===== The data =====
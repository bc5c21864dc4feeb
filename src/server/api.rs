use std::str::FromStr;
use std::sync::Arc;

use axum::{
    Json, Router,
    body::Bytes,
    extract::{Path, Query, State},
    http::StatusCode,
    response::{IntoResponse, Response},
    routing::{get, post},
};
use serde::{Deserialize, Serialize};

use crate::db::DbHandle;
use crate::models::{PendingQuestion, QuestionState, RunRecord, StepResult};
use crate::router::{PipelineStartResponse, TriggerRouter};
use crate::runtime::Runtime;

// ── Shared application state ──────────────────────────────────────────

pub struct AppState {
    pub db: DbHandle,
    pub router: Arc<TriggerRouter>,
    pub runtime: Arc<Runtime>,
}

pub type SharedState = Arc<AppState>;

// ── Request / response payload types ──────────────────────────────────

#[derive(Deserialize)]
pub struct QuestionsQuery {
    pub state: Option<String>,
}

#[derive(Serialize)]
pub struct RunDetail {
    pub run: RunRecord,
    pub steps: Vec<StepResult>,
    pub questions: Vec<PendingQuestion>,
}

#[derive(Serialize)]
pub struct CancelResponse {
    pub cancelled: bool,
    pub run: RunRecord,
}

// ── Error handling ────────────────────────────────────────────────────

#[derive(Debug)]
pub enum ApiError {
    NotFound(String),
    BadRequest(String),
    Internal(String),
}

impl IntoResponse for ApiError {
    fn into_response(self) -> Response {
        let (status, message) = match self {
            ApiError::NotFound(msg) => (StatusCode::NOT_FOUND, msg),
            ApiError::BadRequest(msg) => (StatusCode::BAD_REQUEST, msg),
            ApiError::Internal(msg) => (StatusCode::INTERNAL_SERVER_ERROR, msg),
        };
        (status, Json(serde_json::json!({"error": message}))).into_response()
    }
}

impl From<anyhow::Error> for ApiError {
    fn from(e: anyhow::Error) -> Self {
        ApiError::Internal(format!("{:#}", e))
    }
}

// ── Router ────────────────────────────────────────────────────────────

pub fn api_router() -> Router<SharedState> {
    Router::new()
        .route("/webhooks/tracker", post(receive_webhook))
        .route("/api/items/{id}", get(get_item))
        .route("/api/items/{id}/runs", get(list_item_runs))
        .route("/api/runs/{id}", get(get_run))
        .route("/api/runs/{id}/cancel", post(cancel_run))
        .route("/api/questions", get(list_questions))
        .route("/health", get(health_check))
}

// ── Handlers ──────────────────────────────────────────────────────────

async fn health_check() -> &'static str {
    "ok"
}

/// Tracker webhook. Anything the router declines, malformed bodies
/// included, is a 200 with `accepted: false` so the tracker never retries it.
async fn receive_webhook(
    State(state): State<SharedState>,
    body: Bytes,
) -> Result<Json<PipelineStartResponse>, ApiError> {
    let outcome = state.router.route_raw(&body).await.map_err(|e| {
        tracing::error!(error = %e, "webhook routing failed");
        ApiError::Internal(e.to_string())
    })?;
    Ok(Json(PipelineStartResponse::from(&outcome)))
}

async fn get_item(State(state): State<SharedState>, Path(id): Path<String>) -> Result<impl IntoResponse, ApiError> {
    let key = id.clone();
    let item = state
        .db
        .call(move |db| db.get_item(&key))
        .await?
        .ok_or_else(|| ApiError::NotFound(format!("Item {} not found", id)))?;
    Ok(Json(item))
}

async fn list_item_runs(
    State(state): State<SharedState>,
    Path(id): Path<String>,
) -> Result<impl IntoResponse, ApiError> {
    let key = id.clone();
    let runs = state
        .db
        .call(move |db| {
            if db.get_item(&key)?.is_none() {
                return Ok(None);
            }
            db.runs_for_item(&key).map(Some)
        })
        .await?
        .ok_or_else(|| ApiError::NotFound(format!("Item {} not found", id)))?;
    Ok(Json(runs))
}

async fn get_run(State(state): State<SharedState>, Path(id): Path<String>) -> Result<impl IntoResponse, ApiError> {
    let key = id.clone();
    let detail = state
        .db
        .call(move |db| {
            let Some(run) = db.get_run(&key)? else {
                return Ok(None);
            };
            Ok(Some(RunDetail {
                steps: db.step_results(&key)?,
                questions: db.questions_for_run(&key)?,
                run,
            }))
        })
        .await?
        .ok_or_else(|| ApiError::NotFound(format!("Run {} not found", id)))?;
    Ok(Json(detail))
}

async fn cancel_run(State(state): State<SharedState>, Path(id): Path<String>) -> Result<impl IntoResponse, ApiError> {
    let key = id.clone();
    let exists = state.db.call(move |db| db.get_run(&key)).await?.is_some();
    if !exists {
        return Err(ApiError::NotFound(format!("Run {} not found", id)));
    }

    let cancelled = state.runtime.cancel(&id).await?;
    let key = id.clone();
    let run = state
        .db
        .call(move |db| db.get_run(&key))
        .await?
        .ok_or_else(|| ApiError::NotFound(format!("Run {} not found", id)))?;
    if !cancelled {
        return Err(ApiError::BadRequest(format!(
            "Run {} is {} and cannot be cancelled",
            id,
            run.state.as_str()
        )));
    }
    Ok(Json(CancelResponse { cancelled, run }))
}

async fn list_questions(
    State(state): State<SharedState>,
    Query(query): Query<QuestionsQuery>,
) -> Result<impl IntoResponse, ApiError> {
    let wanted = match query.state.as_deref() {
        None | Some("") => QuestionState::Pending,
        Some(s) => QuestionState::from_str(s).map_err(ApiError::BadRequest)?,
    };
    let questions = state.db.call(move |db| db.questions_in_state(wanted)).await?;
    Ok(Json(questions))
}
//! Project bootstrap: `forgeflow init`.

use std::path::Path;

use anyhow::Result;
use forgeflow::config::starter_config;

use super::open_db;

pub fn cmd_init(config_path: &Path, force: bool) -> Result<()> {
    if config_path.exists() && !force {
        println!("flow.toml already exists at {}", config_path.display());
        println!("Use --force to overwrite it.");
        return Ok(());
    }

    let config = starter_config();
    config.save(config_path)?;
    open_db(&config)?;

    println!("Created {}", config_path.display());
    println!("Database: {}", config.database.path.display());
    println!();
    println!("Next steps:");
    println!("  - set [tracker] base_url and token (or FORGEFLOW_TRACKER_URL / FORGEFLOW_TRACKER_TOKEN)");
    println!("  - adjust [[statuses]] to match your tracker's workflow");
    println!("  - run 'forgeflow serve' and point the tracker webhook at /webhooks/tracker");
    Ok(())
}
=====
Which lines above contain "post"? Show each of them.

    routing::{get, post},
        .route("/webhooks/tracker", post(receive_webhook))
        .route("/api/runs/{id}/cancel", post(cancel_run))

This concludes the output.